What you need to do:
Search the records for the word "submit" and copy every line in which it occurs.

Stored data entries:
--- --- ---
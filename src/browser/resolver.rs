use crate::core::{
    BrowserTrait, Config, ElementKey, ElementRef, SelectorConfig, Target, WaitState,
};
use crate::errors::{AgentError, Result};
use std::collections::HashMap;
use std::path::Path;
use std::time::Duration;
use tracing::{debug, info};

/// Input applied to the page before looking for the control it unlocked.
#[derive(Debug, Clone, Copy, Default)]
pub struct TriggerInput<'a> {
    pub text: Option<&'a str>,
    pub file_path: Option<&'a Path>,
}

impl<'a> TriggerInput<'a> {
    pub fn text(text: &'a str) -> Self {
        Self {
            text: Some(text),
            file_path: None,
        }
    }

    pub fn is_empty(&self) -> bool {
        self.text.map_or(true, str::is_empty) && self.file_path.is_none()
    }
}

#[derive(Debug, Clone, PartialEq, Eq)]
pub enum TriggerResolution {
    Found(ElementRef),
    NotFound,
}

/// Elements matching one predicate at one instant, in document order.
#[derive(Debug, Clone, Default)]
pub struct ElementSnapshot {
    elements: Vec<ElementRef>,
}

impl ElementSnapshot {
    pub async fn capture<B: BrowserTrait>(
        browser: &B,
        tab: &B::TabHandle,
        selector: &str,
    ) -> Result<Self> {
        let elements = browser.query_all(tab, selector).await?;
        Ok(Self { elements })
    }

    pub fn from_elements(elements: Vec<ElementRef>) -> Self {
        Self { elements }
    }

    pub fn len(&self) -> usize {
        self.elements.len()
    }

    pub fn is_empty(&self) -> bool {
        self.elements.is_empty()
    }

    pub fn elements(&self) -> &[ElementRef] {
        &self.elements
    }

    /// First element of `self` with no counterpart in `later`.
    ///
    /// Elements pair up by fingerprint. Among elements sharing a fingerprint,
    /// an unchanged locator pairs first and document order decides the rest.
    pub fn first_missing_from(&self, later: &ElementSnapshot) -> Option<&ElementRef> {
        let mut unpaired: HashMap<ElementKey, Vec<&ElementRef>> = HashMap::new();
        for element in &later.elements {
            unpaired.entry(element.key()).or_default().push(element);
        }

        let mut paired = vec![false; self.elements.len()];
        for (index, element) in self.elements.iter().enumerate() {
            if let Some(candidates) = unpaired.get_mut(&element.key()) {
                if let Some(at) = candidates.iter().position(|c| c.locator == element.locator) {
                    candidates.remove(at);
                    paired[index] = true;
                }
            }
        }

        for (index, element) in self.elements.iter().enumerate() {
            if paired[index] {
                continue;
            }
            match unpaired.get_mut(&element.key()) {
                Some(candidates) if !candidates.is_empty() => {
                    candidates.remove(0);
                }
                _ => return Some(element),
            }
        }
        None
    }
}

/// Locate `element` again in the current DOM: same fingerprint, preferring an
/// unchanged locator, else the first in document order.
pub async fn refresh_element<B: BrowserTrait>(
    browser: &B,
    tab: &B::TabHandle,
    element: &ElementRef,
) -> Result<Option<ElementRef>> {
    let key = element.key();
    let candidates: Vec<ElementRef> = browser
        .query_all(tab, &element.tag)
        .await?
        .into_iter()
        .filter(|candidate| candidate.key() == key)
        .collect();

    let fresh = match candidates
        .iter()
        .position(|candidate| candidate.locator == element.locator)
    {
        Some(at) => candidates.into_iter().nth(at),
        None => candidates.into_iter().next(),
    };
    Ok(fresh)
}

/// Finds the unlabeled submit control: the element that stops being
/// disabled once input has been provided.
pub struct TriggerResolver<'a> {
    selectors: &'a SelectorConfig,
    settle: Duration,
    step_timeout: Duration,
}

impl<'a> TriggerResolver<'a> {
    pub fn new(selectors: &'a SelectorConfig, settle: Duration, step_timeout: Duration) -> Self {
        Self {
            selectors,
            settle,
            step_timeout,
        }
    }

    pub async fn resolve<B: BrowserTrait>(
        &self,
        browser: &B,
        tab: &B::TabHandle,
        input_selector: &str,
        input: TriggerInput<'_>,
    ) -> Result<TriggerResolution> {
        if input.is_empty() {
            return Err(AgentError::NoInputProvided);
        }

        let before = ElementSnapshot::capture(browser, tab, &self.selectors.disabled).await?;
        debug!(disabled = before.len(), "captured disabled elements before input");

        if let Some(path) = input.file_path {
            self.attach_file(browser, tab, path).await?;
        }
        if let Some(text) = input.text.filter(|text| !text.is_empty()) {
            browser.fill(tab, input_selector, text).await?;
        }

        tokio::time::sleep(self.settle).await;

        let after = ElementSnapshot::capture(browser, tab, &self.selectors.disabled).await?;
        debug!(disabled = after.len(), "captured disabled elements after input");

        let Some(unlocked) = before.first_missing_from(&after) else {
            return Ok(TriggerResolution::NotFound);
        };

        match refresh_element(browser, tab, unlocked).await? {
            Some(element) => {
                info!(trigger = %element, "resolved trigger control");
                Ok(TriggerResolution::Found(element))
            }
            None => {
                debug!(element = %unlocked, "enabled control vanished before use");
                Ok(TriggerResolution::NotFound)
            }
        }
    }

    /// Open the attachment menu and hand `path` to the file chooser.
    pub async fn attach_file<B: BrowserTrait>(
        &self,
        browser: &B,
        tab: &B::TabHandle,
        path: &Path,
    ) -> Result<()> {
        let selectors = self.selectors;

        browser
            .wait_for_selector(tab, &selectors.prompt_area, WaitState::Attached, self.step_timeout)
            .await?;
        browser
            .wait_for_selector(tab, &selectors.attach_button, WaitState::Visible, self.step_timeout)
            .await?;
        browser
            .click(tab, &Target::Selector(selectors.attach_button.clone()))
            .await?;

        browser
            .wait_for_selector(
                tab,
                &selectors.upload_menu_item,
                WaitState::Visible,
                self.step_timeout,
            )
            .await?;
        browser
            .click(tab, &Target::Selector(selectors.upload_menu_item.clone()))
            .await?;

        let chooser = browser
            .expect_file_chooser(tab, &selectors.attach_button)
            .await?;
        browser.set_files(tab, &chooser, path).await?;

        info!(file = %path.display(), "attached file");
        Ok(())
    }
}

/// Resolve the submit control with the configured selectors and delays.
pub async fn resolve_trigger_control<B: BrowserTrait>(
    browser: &B,
    tab: &B::TabHandle,
    config: &Config,
    input: TriggerInput<'_>,
) -> Result<TriggerResolution> {
    TriggerResolver::new(
        &config.selectors,
        config.timing.settle_after_input(),
        config.browser.action_timeout(),
    )
    .resolve(browser, tab, &config.selectors.input, input)
    .await
}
--- --- ---
Output:
/// Finds the unlabeled submit control: the element that stops being
/// Resolve the submit control with the configured selectors and delays.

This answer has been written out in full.